---------- Data shown ----------

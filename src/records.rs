use std::fmt;
use std::str::FromStr;

use chrono::{DateTime, Utc};
use serde::{Deserialize, Serialize};

use crate::error::PipelensError;

/// Final outcome of a completed build.
#[derive(Debug, Clone, Copy, PartialEq, Eq, Hash, Serialize, Deserialize)]
#[serde(rename_all = "camelCase")]
pub enum BuildResult {
    Succeeded,
    Failed,
    PartiallySucceeded,
    Canceled,
    Unknown,
}

impl BuildResult {
    /// Maps the `result` string Azure DevOps reports. Anything unrecognised is `Unknown`.
    pub fn from_upstream(value: Option<&str>) -> Self {
        value
            .and_then(|v| v.parse().ok())
            .unwrap_or(BuildResult::Unknown)
    }

    pub fn as_str(self) -> &'static str {
        match self {
            BuildResult::Succeeded => "succeeded",
            BuildResult::Failed => "failed",
            BuildResult::PartiallySucceeded => "partiallySucceeded",
            BuildResult::Canceled => "canceled",
            BuildResult::Unknown => "unknown",
        }
    }
}

impl FromStr for BuildResult {
    type Err = PipelensError;

    fn from_str(s: &str) -> Result<Self, Self::Err> {
        match s.trim().to_ascii_lowercase().as_str() {
            "succeeded" => Ok(BuildResult::Succeeded),
            "failed" => Ok(BuildResult::Failed),
            "partiallysucceeded" => Ok(BuildResult::PartiallySucceeded),
            "canceled" | "cancelled" => Ok(BuildResult::Canceled),
            "unknown" | "none" => Ok(BuildResult::Unknown),
            other => Err(PipelensError::Validation(format!(
                "Unknown build result '{other}'"
            ))),
        }
    }
}

impl fmt::Display for BuildResult {
    fn fmt(&self, f: &mut fmt::Formatter<'_>) -> fmt::Result {
        f.write_str(self.as_str())
    }
}

/// A completed pipeline run, normalised from the Azure DevOps payload.
///
/// Records are immutable once built; the cache hands out shared snapshots of them.
#[derive(Debug, Clone, PartialEq, Serialize, Deserialize)]
#[serde(rename_all = "camelCase")]
pub struct BuildRecord {
    pub id: u64,
    pub pipeline_name: String,
    /// Full ref, e.g. `refs/heads/main`
    pub source_branch: String,
    /// Ref with the `refs/heads/` prefix removed
    pub source_branch_display: String,
    pub build_number: String,
    pub result: BuildResult,
    pub start_time: Option<DateTime<Utc>>,
    pub finish_time: Option<DateTime<Utc>>,
    pub duration_seconds: Option<u64>,
    pub web_url: Option<String>,
}

impl BuildRecord {
    /// Builds a record and derives its display branch and duration.
    ///
    /// Returns `None` when the run finished before it started, since such a
    /// record cannot carry a non-negative duration.
    #[allow(clippy::too_many_arguments)]
    pub fn new(
        id: u64,
        pipeline_name: String,
        source_branch: String,
        build_number: String,
        result: BuildResult,
        start_time: Option<DateTime<Utc>>,
        finish_time: Option<DateTime<Utc>>,
        web_url: Option<String>,
    ) -> Option<Self> {
        let duration_seconds = match (start_time, finish_time) {
            (Some(start), Some(finish)) if finish < start => return None,
            (Some(start), Some(finish)) => u64::try_from((finish - start).num_seconds()).ok(),
            _ => None,
        };

        Some(Self {
            id,
            source_branch_display: crate::query::branches::strip_refs_heads(&source_branch)
                .to_string(),
            pipeline_name,
            source_branch,
            build_number,
            result,
            start_time,
            finish_time,
            duration_seconds,
            web_url,
        })
    }

    /// Timestamp used for ordering: start time, else finish time.
    ///
    /// `None` sorts before every real timestamp.
    pub fn effective_time(&self) -> Option<DateTime<Utc>> {
        self.start_time.or(self.finish_time)
    }
}

/// Identity of one upstream fetch. Queries that differ only in branch, pipeline,
/// result, sort or page share the same signature and therefore the same cached set.
#[derive(Debug, Clone, PartialEq, Eq, Hash)]
pub struct QuerySignature {
    pub organization: String,
    pub project: String,
    pub days: usize,
}

impl fmt::Display for QuerySignature {
    fn fmt(&self, f: &mut fmt::Formatter<'_>) -> fmt::Result {
        write!(f, "{}/{} ({}d)", self.organization, self.project, self.days)
    }
}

----------

What the task requires:
Emit the records above again, exactly, with no line skipped.

Result of this exercise:
filename src/records.rs
use std::fmt;
use std::str::FromStr;

use chrono::{DateTime, Utc};
use serde::{Deserialize, Serialize};

use crate::error::PipelensError;

/// Final outcome of a completed build.
#[derive(Debug, Clone, Copy, PartialEq, Eq, Hash, Serialize, Deserialize)]
#[serde(rename_all = "camelCase")]
pub enum BuildResult {
    Succeeded,
    Failed,
    PartiallySucceeded,
    Canceled,
    Unknown,
}

impl BuildResult {
    /// Maps the `result` string Azure DevOps reports. Anything unrecognised is `Unknown`.
    pub fn from_upstream(value: Option<&str>) -> Self {
        value
            .and_then(|v| v.parse().ok())
            .unwrap_or(BuildResult::Unknown)
    }

    pub fn as_str(self) -> &'static str {
        match self {
            BuildResult::Succeeded => "succeeded",
            BuildResult::Failed => "failed",
            BuildResult::PartiallySucceeded => "partiallySucceeded",
            BuildResult::Canceled => "canceled",
            BuildResult::Unknown => "unknown",
        }
    }
}

impl FromStr for BuildResult {
    type Err = PipelensError;

    fn from_str(s: &str) -> Result<Self, Self::Err> {
        match s.trim().to_ascii_lowercase().as_str() {
            "succeeded" => Ok(BuildResult::Succeeded),
            "failed" => Ok(BuildResult::Failed),
            "partiallysucceeded" => Ok(BuildResult::PartiallySucceeded),
            "canceled" | "cancelled" => Ok(BuildResult::Canceled),
            "unknown" | "none" => Ok(BuildResult::Unknown),
            other => Err(PipelensError::Validation(format!(
                "Unknown build result '{other}'"
            ))),
        }
    }
}

impl fmt::Display for BuildResult {
    fn fmt(&self, f: &mut fmt::Formatter<'_>) -> fmt::Result {
        f.write_str(self.as_str())
    }
}

/// A completed pipeline run, normalised from the Azure DevOps payload.
///
/// Records are immutable once built; the cache hands out shared snapshots of them.
#[derive(Debug, Clone, PartialEq, Serialize, Deserialize)]
#[serde(rename_all = "camelCase")]
pub struct BuildRecord {
    pub id: u64,
    pub pipeline_name: String,
    /// Full ref, e.g. `refs/heads/main`
    pub source_branch: String,
    /// Ref with the `refs/heads/` prefix removed
    pub source_branch_display: String,
    pub build_number: String,
    pub result: BuildResult,
    pub start_time: Option<DateTime<Utc>>,
    pub finish_time: Option<DateTime<Utc>>,
    pub duration_seconds: Option<u64>,
    pub web_url: Option<String>,
}

impl BuildRecord {
    /// Builds a record and derives its display branch and duration.
    ///
    /// Returns `None` when the run finished before it started, since such a
    /// record cannot carry a non-negative duration.
    #[allow(clippy::too_many_arguments)]
    pub fn new(
        id: u64,
        pipeline_name: String,
        source_branch: String,
        build_number: String,
        result: BuildResult,
        start_time: Option<DateTime<Utc>>,
        finish_time: Option<DateTime<Utc>>,
        web_url: Option<String>,
    ) -> Option<Self> {
        let duration_seconds = match (start_time, finish_time) {
            (Some(start), Some(finish)) if finish < start => return None,
            (Some(start), Some(finish)) => u64::try_from((finish - start).num_seconds()).ok(),
            _ => None,
        };

        Some(Self {
            id,
            source_branch_display: crate::query::branches::strip_refs_heads(&source_branch)
                .to_string(),
            pipeline_name,
            source_branch,
            build_number,
            result,
            start_time,
            finish_time,
            duration_seconds,
            web_url,
        })
    }

    /// Timestamp used for ordering: start time, else finish time.
    ///
    /// `None` sorts before every real timestamp.
    pub fn effective_time(&self) -> Option<DateTime<Utc>> {
        self.start_time.or(self.finish_time)
    }
}

/// Identity of one upstream fetch. Queries that differ only in branch, pipeline,
/// result, sort or page share the same signature and therefore the same cached set.
#[derive(Debug, Clone, PartialEq, Eq, Hash)]
pub struct QuerySignature {
    pub organization: String,
    pub project: String,
    pub days: usize,
}

impl fmt::Display for QuerySignature {
    fn fmt(&self, f: &mut fmt::Formatter<'_>) -> fmt::Result {
        write!(f, "{}/{} ({}d)", self.organization, self.project, self.days)
    }
}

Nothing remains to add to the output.